→ **Task input**:

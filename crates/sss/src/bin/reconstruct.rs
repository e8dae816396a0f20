// Reconstruction of a Shamir-shared secret from a JSON document of shares,
// reporting the shares that are inconsistent with the majority secret.

use std::{env, error::Error, process::exit};

use console::style;
use itertools::Itertools;
use sss::{ConsistencyVoter, ShareDocument, ShareSet, TextReport, VoterConfig};
use sss_traits::ReportSink;
use tracing::info;
use tracing_subscriber::EnvFilter;

fn print_notice_and_exit(error: Option<String>) -> ! {
    println!(
        "{} Secret reconstruction with corrupted share detection",
        style("  overview:").magenta().bold()
    );
    println!(
        "{} sss-reconstruct [-h] [--help] <input.json> <output.txt>",
        style("     usage:").magenta().bold()
    );
    println!(
        "{} {} selects `exact` or `truncate` division, {} enables parallel voting",
        style("   options:").magenta().bold(),
        style("SSS_DIVISION").blue(),
        style("SSS_PARALLEL=1").blue(),
    );
    let code = match error {
        Some(error) => {
            println!("{} {}", style("     error:").red().bold(), error);
            2
        }
        None => 0,
    };
    exit(code);
}

fn main() -> Result<(), Box<dyn Error>> {
    tracing_subscriber::fmt()
        .with_env_filter(
            EnvFilter::try_from_default_env().unwrap_or_else(|_| EnvFilter::new("sss=warn")),
        )
        .with_writer(std::io::stderr)
        .init();

    let args: Vec<String> = env::args().skip(1).collect();

    // Print the help if requested.
    if args.contains(&"-h".to_string()) || args.contains(&"--help".to_string()) {
        print_notice_and_exit(None)
    }

    let (input, output) = match args.as_slice() {
        [input, output] => (input, output),
        [] | [_] => print_notice_and_exit(None),
        _ => print_notice_and_exit(Some(format!(
            "Unexpected arguments: {}",
            args[2..].iter().join(" ")
        ))),
    };

    let config = VoterConfig::from_env()?;
    let document = ShareDocument::from_path(input)?;
    let shares = ShareSet::from_source(&document)?;
    info!(
        shares = shares.len(),
        threshold = shares.threshold(),
        parallel = config.parallel,
        "Loaded {}",
        input
    );

    let outcome = ConsistencyVoter::new(&shares, config).reconstruct()?;

    let corrupted = outcome.corrupted_ids.iter().copied().collect_vec();
    let mut report = TextReport::create(output)?;
    report.write_report(&outcome.secret, &corrupted)?;

    println!("Done. Output written to {}", style(output).green());
    Ok(())
}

→ **Problem to work on**: Nothing should be returned except the lines from the one holding "corrupted = outcome.corrupted_ids.iter().copied().collect_vec();" through the final line of the listing, exactly as they appear.

→ **Answer section**:
    let corrupted = outcome.corrupted_ids.iter().copied().collect_vec();
    let mut report = TextReport::create(output)?;
    report.write_report(&outcome.secret, &corrupted)?;

    println!("Done. Output written to {}", style(output).green());
    Ok(())
}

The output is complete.